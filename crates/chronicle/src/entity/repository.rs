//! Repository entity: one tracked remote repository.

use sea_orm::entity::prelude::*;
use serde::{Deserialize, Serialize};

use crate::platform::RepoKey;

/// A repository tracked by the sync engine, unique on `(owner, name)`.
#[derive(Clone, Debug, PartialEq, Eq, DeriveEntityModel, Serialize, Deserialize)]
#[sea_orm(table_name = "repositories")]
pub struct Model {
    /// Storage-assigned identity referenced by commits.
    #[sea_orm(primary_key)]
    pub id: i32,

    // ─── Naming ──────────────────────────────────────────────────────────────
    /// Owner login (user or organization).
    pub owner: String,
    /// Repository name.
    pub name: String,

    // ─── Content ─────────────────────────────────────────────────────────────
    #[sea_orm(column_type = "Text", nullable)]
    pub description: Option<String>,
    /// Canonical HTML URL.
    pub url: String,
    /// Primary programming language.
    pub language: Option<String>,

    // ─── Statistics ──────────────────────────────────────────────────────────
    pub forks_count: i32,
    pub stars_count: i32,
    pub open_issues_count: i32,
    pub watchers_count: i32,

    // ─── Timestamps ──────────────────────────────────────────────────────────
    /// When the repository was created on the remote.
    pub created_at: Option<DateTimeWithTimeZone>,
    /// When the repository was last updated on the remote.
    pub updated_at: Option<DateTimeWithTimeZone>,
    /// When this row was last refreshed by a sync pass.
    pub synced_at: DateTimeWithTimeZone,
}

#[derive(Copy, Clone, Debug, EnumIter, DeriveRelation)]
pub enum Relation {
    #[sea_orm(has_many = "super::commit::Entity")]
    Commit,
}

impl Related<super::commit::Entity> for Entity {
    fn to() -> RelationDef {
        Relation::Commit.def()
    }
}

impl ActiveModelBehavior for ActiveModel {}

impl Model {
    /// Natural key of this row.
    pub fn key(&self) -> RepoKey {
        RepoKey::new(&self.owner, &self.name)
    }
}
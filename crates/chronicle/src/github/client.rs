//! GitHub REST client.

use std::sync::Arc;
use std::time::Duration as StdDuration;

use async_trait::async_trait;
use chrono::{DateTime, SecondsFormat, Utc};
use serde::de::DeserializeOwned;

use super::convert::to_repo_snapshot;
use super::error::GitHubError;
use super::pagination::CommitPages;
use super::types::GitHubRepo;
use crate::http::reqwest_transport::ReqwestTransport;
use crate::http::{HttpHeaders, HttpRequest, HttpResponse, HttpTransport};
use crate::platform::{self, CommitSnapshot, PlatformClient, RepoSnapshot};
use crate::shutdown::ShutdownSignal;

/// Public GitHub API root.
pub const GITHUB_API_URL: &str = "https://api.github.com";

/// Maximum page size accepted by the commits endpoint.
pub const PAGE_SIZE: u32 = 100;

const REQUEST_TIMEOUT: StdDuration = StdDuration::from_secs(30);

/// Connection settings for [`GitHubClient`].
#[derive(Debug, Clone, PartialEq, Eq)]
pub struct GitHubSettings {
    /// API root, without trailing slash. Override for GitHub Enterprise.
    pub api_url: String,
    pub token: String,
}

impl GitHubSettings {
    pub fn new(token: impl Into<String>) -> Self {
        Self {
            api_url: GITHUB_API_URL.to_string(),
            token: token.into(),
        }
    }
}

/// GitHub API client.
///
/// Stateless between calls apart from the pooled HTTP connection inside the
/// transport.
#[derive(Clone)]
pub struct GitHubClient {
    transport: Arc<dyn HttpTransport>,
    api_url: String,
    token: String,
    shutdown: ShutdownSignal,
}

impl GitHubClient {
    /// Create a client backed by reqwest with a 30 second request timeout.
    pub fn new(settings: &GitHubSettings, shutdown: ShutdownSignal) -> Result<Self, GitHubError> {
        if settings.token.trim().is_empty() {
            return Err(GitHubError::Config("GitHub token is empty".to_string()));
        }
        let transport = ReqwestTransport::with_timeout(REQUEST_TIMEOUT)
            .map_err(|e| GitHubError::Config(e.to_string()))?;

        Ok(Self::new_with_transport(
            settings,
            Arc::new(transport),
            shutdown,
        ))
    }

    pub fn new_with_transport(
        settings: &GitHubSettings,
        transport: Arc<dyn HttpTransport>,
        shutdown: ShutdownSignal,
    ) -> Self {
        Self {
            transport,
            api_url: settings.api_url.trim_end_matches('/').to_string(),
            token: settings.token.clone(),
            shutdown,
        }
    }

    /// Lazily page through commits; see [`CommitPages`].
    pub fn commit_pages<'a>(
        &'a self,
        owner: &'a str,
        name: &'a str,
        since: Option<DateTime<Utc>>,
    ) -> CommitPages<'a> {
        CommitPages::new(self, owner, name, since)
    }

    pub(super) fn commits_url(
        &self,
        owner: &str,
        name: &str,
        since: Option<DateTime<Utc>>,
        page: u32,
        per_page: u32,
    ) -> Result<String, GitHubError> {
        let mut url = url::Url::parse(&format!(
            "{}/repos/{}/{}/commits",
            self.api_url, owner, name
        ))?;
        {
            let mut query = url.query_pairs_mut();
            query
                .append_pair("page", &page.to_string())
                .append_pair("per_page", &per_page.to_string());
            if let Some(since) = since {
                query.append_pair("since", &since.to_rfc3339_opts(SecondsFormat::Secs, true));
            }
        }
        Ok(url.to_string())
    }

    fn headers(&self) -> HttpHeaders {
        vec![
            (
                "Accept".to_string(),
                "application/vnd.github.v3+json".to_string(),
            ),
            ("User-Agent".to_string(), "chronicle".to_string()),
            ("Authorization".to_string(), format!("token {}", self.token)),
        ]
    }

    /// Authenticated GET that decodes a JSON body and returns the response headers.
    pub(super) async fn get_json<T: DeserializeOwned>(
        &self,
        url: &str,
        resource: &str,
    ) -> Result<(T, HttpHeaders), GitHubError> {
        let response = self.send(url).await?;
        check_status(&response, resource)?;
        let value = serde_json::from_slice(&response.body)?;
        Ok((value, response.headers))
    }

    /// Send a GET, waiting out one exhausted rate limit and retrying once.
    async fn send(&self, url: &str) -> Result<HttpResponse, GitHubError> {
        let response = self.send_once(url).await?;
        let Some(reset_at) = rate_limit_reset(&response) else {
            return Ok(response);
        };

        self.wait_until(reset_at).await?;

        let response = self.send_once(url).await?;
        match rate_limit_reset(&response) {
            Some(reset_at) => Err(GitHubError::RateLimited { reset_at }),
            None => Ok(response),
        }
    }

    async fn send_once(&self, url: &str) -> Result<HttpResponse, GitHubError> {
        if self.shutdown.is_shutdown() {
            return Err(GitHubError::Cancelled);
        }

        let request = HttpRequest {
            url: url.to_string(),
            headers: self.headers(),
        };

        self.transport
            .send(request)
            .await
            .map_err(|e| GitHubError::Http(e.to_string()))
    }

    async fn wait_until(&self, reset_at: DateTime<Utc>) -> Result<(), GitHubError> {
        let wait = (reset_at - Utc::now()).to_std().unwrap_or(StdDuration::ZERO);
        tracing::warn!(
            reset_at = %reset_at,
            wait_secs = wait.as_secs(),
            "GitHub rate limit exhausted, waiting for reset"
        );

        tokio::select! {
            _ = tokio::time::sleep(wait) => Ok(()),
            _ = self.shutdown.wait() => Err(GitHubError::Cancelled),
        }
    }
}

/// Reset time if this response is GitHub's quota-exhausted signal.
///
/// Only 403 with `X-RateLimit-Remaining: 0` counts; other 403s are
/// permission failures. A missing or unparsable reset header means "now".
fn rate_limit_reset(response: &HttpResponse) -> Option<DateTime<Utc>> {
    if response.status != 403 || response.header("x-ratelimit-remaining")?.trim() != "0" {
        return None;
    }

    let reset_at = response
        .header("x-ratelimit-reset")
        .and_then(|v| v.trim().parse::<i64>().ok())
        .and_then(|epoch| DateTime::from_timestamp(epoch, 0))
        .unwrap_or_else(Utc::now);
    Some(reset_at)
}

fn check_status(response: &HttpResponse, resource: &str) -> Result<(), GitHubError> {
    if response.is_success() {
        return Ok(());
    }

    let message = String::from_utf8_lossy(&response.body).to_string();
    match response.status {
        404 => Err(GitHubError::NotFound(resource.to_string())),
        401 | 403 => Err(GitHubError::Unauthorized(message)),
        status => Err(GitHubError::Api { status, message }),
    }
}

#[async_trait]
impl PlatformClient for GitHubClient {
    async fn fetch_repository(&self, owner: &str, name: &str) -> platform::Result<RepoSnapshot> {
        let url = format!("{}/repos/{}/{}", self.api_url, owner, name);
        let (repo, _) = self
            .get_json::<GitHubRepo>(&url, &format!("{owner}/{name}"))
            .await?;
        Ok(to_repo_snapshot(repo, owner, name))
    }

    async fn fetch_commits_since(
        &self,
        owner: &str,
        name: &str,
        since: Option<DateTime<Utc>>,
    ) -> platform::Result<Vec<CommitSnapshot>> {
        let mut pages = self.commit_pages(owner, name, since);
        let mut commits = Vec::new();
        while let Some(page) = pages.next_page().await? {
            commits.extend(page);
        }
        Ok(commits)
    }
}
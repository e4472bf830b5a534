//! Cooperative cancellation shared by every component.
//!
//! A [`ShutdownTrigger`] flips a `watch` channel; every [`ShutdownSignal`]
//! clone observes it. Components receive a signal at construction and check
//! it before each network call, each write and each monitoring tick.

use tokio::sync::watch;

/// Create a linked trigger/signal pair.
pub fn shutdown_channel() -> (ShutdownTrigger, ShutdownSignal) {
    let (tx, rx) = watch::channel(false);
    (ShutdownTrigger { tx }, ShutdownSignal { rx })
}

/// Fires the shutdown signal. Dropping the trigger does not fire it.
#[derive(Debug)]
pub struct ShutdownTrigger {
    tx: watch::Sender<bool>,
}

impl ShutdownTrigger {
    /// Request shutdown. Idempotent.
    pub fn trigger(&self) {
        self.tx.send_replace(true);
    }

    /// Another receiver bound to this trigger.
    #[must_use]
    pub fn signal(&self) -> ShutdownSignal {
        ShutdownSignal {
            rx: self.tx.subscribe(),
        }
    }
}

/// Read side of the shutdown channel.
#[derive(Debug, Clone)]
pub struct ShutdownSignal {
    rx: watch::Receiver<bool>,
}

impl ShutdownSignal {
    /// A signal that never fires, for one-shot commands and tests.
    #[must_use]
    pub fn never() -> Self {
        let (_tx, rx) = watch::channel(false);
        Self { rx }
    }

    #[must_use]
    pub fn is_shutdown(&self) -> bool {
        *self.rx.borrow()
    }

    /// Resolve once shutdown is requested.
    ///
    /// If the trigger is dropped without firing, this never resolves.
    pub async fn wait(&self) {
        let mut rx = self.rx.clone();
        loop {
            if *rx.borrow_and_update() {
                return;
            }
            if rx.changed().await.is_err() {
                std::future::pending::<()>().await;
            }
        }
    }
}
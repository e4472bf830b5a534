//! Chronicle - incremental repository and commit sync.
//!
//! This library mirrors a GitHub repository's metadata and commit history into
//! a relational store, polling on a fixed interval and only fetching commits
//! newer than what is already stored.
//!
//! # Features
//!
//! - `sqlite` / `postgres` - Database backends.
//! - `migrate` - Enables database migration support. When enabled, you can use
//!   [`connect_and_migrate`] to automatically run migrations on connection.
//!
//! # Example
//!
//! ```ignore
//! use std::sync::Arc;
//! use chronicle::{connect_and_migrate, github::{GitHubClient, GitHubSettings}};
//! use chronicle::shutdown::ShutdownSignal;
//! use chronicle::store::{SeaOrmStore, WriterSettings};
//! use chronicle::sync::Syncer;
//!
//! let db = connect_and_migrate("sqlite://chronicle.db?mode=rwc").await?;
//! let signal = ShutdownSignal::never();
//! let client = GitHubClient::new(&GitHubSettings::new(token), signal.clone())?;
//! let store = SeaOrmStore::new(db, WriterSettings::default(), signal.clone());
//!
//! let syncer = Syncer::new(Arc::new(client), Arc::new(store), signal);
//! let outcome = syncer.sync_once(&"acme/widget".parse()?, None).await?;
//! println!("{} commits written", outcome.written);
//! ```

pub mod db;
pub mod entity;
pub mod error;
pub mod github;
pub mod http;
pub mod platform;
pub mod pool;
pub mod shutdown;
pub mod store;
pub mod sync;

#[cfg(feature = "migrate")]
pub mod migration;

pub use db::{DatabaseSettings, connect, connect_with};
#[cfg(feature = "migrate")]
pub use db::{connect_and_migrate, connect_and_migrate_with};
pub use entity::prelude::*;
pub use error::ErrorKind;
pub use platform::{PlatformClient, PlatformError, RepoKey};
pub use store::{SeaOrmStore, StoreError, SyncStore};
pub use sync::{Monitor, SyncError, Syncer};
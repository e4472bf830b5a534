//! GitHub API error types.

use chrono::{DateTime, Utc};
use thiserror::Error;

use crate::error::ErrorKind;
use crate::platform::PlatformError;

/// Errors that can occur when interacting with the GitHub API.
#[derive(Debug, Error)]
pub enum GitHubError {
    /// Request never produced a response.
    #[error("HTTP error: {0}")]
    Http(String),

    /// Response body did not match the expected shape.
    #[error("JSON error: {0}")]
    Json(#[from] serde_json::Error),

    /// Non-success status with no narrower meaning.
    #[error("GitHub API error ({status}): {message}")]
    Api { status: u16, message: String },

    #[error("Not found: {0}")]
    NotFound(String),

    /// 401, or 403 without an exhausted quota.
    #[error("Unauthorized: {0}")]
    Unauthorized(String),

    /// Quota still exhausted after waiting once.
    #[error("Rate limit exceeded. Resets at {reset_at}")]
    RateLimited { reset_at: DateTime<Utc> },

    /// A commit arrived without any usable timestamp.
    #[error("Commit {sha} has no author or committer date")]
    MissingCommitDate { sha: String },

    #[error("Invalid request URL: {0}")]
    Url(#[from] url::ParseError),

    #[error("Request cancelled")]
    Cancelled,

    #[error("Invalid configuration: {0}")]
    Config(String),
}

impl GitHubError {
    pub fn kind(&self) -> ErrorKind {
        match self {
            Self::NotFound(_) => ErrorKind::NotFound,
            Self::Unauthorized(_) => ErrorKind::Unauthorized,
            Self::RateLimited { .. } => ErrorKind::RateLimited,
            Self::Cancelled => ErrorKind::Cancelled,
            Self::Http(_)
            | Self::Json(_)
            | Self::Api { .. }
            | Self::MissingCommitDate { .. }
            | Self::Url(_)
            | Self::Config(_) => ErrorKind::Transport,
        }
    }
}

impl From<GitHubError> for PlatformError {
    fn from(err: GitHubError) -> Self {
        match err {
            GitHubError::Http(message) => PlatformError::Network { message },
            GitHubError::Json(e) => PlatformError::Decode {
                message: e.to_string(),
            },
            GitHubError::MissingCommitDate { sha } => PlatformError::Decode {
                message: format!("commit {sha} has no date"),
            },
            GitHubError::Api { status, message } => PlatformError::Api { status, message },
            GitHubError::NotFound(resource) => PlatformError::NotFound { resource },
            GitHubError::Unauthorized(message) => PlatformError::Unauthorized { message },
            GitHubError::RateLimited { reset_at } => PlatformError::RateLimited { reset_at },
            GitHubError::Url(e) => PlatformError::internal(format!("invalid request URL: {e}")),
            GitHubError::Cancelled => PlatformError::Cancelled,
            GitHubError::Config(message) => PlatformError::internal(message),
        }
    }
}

━━━━━━━━━━━━━━━━

# EXERCISE DESCRIPTION:
Copy out each line of the material above that holds the word "waiting".

# SOLUTION:
    /// Send a GET, waiting out one exhausted rate limit and retrying once.
            "GitHub rate limit exhausted, waiting for reset"
    /// Quota still exhausted after waiting once.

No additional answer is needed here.